Key specs (vs Cartman gen-6)

Dimension Cartman (gen-6) Crush (gen-7) Change
CPU AMD EPYC 7642 "Rome" AMD EPYC 9634 "Genoa" Same vendor, next gen
Cores per socket 48 84 +75%
RAM per server 256 GB DDR4 512 GB DDR5 2× capacity, higher BW
Local disk NVMe gen5 Generation uplift
NIC 25 Gb 100 Gb
Chassis 1U "pizza box" 1U "pizza box" Unchanged
Servers per rack 46 46 Unchanged
SPECintrate +~40% vs gen-6 Workload-level

Selection methodology

Dropbox evaluated 100+ processors against four criteria:

  1. Maximum system throughput (server- and rack-level).
  2. Minimum per-process latency.
  3. Best price/performance for Dropbox workloads.
  4. Balanced I/O + memory bandwidth.

Benchmarking: SPECintrate (multi-threaded workloads), cross-checked with perf/watt and perf/core.
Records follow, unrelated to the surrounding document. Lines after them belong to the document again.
//! Compact bit set for tracking covered positions.
//!
//! The cover solver maps each residual value to a small position and describes
//! every candidate implicant as the set of positions it covers. Subset unions and
//! the exact-cover test then become word-wise `OR`s and a comparison.

/// A simple bit set backed by a vector of u64 words.
///
/// The word vector never carries trailing zero words, so two sets holding the
/// same bits compare equal regardless of how they were built.
#[derive(Debug, Clone, Default, Eq, PartialEq, Hash)]
pub struct BitSet {
    /// Storage: each u64 holds 64 bits
    words: Vec<u64>,
}

impl BitSet {
    /// Number of bits per word.
    const BITS_PER_WORD: usize = 64;

    /// Creates an empty bit set.
    pub fn new() -> Self {
        Self { words: Vec::new() }
    }

    /// Creates a bit set with bits `0..n` set.
    pub fn full(n: usize) -> Self {
        let mut words = vec![u64::MAX; n / Self::BITS_PER_WORD];
        let rest = n % Self::BITS_PER_WORD;
        if rest > 0 {
            words.push((1u64 << rest) - 1);
        }
        Self { words }
    }

    /// Sets the bit at the given index.
    pub fn insert(&mut self, index: usize) {
        let (word_idx, bit_idx) = (index / Self::BITS_PER_WORD, index % Self::BITS_PER_WORD);
        if word_idx >= self.words.len() {
            self.words.resize(word_idx + 1, 0);
        }
        self.words[word_idx] |= 1u64 << bit_idx;
    }

    /// Adds every bit of `other` to `self`.
    pub fn union_with(&mut self, other: &BitSet) {
        if other.words.len() > self.words.len() {
            self.words.resize(other.words.len(), 0);
        }
        for (dst, src) in self.words.iter_mut().zip(&other.words) {
            *dst |= *src;
        }
    }
}

impl FromIterator<usize> for BitSet {
    fn from_iter<I: IntoIterator<Item = usize>>(iter: I) -> Self {
        let mut bs = BitSet::new();
        for index in iter {
            bs.insert(index);
        }
        bs
    }
}

#[cfg(test)]
mod tests {
    use super::*;

    use test_log::test;

    #[test]
    fn test_full() {
        assert_eq!(BitSet::full(0), BitSet::new());
        assert_eq!(BitSet::full(3), [0, 1, 2].into_iter().collect::<BitSet>());
        assert_eq!(BitSet::full(70), (0..70).collect::<BitSet>());
        assert_ne!(BitSet::full(70), (0..71).collect::<BitSet>());
        assert_eq!(BitSet::full(64), (0..64).collect::<BitSet>());
    }

    #[test]
    fn test_insert_is_idempotent() {
        let mut bs = BitSet::new();
        bs.insert(42);
        bs.insert(42);
        assert_eq!(bs, [42].into_iter().collect::<BitSet>());
    }

    #[test]
    fn test_union_equals_full() {
        let a: BitSet = [0, 2, 65].into_iter().collect();
        let b: BitSet = [1, 3].into_iter().collect();

        let mut u = BitSet::new();
        u.union_with(&a);
        assert_ne!(u, BitSet::full(4));
        u.union_with(&b);
        assert_ne!(u, BitSet::full(4));
        assert_eq!(u, [0, 1, 2, 3, 65].into_iter().collect::<BitSet>());

        let mut v = b.clone();
        v.union_with(&[0, 2].into_iter().collect::<BitSet>());
        assert_eq!(v, BitSet::full(4));
    }

    #[test]
    fn test_union_with_empty() {
        let mut u = BitSet::full(5);
        u.union_with(&BitSet::new());
        assert_eq!(u, BitSet::full(5));
    }
}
The 84-core Genoa won both max-throughput and strong-per-core axes.

Workloads

  • Containerized services — the +75% core count improves bin- packing efficiency for tenant/service placement.
  • General compute — stateless services, frontends, proxies, most of Dropbox's service catalog.

Relationship to Dexter

Crush and systems/dexter share the same vendor platform (same server SKU, same firmware baseline) — realized as a design-time decision that compute and database requirements overlapped enough to avoid maintaining two vendor stacks. Dexter differentiates by using a single-socket configuration (vs Crush's dual-socket), eliminating inter-socket latency for OLTP workloads where replication lag dominates tails.

Relationship to Gumby

systems/gumby is Crush + PCIe GPU slots — a Crush variant, not a separate platform. Workload-wise it serves Dash-style mixed-inference GPU workloads.